● **Activity**: Among the entries below, please show each line that carries the word "super".

● **Information**:
##############################
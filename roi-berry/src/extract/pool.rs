//! 并行模式: 固定大小的工作线程池.
//!
//! 工作线程从共享游标领取病例下标, 计算完成后经通道把结果送回主线程.
//! 主线程按 [`POLL_INTERVAL`] 轮询结果, 同时检查取消信号和整批超时.
//! 无论以何种方式结束, 都会先升起停止标志再汇合全部线程后返回.
//! 工作线程不再领取新病例, 正在计算的病例在下一个检查点处以 [`CaseError::Interrupted`] 结束.
//! 单次读取本身不可中断, 因此返回前最多还需等待一次读取.

use std::sync::atomic::{AtomicBool, AtomicUsize, Ordering};
use std::sync::mpsc::{self, RecvTimeoutError};
use std::thread;
use std::time::Instant;

use log::{debug, error, info, warn};

use super::{
    progress_bar, Batch, CancelToken, CaseError, CaseRecord, ExtractError, Extractor,
    FailurePolicy, RunOptions,
};
use crate::consts::POLL_INTERVAL;
use crate::data::VolumeSource;

type Outcome = (usize, Result<CaseRecord, CaseError>);

/// 以 `workers` 个工作线程计算 `extractor` 的全部病例. 结果按 worklist 顺序排列.
pub(super) fn run<S: VolumeSource>(
    extractor: &Extractor<S>,
    workers: usize,
    options: &RunOptions,
    cancel: &CancelToken,
) -> Result<Batch, ExtractError> {
    let cases = extractor.worklist();
    let policy = options.policy();
    info!("Main PID: {}", std::process::id());
    info!("Running {} case(s) on {workers} worker(s)", cases.len());

    let cursor = AtomicUsize::new(0);
    let halt = AtomicBool::new(false);
    let bar = progress_bar(cases.len(), options.progress);
    let deadline = Instant::now() + options.timeout;

    let mut slots: Vec<Option<Result<CaseRecord, CaseError>>> =
        std::iter::repeat_with(|| None).take(cases.len()).collect();

    let outcome = thread::scope(|s| {
        let (tx, rx) = mpsc::channel::<Outcome>();

        for worker in 0..workers {
            let tx = tx.clone();
            let (cursor, halt) = (&cursor, &halt);
            s.spawn(move || {
                debug!("worker {worker} started");
                while !halt.load(Ordering::Acquire) && !cancel.is_cancelled() {
                    let idx = cursor.fetch_add(1, Ordering::Relaxed);
                    let Some(case) = cases.get(idx) else {
                        break;
                    };
                    let stop = || halt.load(Ordering::Acquire) || cancel.is_cancelled();
                    if tx.send((idx, extractor.compute_case_until(case, stop))).is_err() {
                        break;
                    }
                }
                debug!("worker {worker} stopped");
            });
        }
        // 所有工作线程退出后通道断开.
        drop(tx);

        let ans = loop {
            if cancel.is_cancelled() {
                warn!("...... Exit ......");
                break Err(ExtractError::Cancelled);
            }
            let Some(remaining) = deadline.checked_duration_since(Instant::now()) else {
                error!("batch timed out after {:?}", options.timeout);
                break Err(ExtractError::Timeout(options.timeout));
            };

            match rx.recv_timeout(POLL_INTERVAL.min(remaining)) {
                Ok((idx, Err(source))) if policy == FailurePolicy::Abort => {
                    bar.inc(1);
                    let case_id = cases[idx].case_id();
                    error!("error occurred in case `{case_id}`: {source}");
                    break Err(ExtractError::CaseFailed {
                        case_id: case_id.to_owned(),
                        source,
                    });
                }
                Ok((idx, result)) => {
                    bar.inc(1);
                    if let Err(e) = &result {
                        error!("error occurred in case `{}`: {e}", cases[idx].case_id());
                    }
                    slots[idx] = Some(result);
                }
                Err(RecvTimeoutError::Timeout) => continue,
                Err(RecvTimeoutError::Disconnected) => {
                    // 工作线程可能因取消而提前退出.
                    if cancel.is_cancelled() {
                        warn!("...... Exit ......");
                        break Err(ExtractError::Cancelled);
                    }
                    break Ok(());
                }
            }
        };

        halt.store(true, Ordering::Release);
        ans
    });

    match outcome {
        Ok(()) => bar.finish_and_clear(),
        Err(e) => {
            bar.abandon();
            return Err(e);
        }
    }

    // 正常结束时所有工作线程都已取完游标, 每个位置都有结果.
    let mut batch = Batch::default();
    for (case, slot) in cases.iter().zip(slots) {
        match slot {
            Some(Ok(record)) => batch.records.push(record),
            Some(Err(e)) => batch.failed.push((case.case_id().to_owned(), e)),
            None => warn!("case `{}` produced no result", case.case_id()),
        }
    }
    Ok(batch)
}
##############################
● **Answer for this exercise**:
use super::{
pub(super) fn run<S: VolumeSource>(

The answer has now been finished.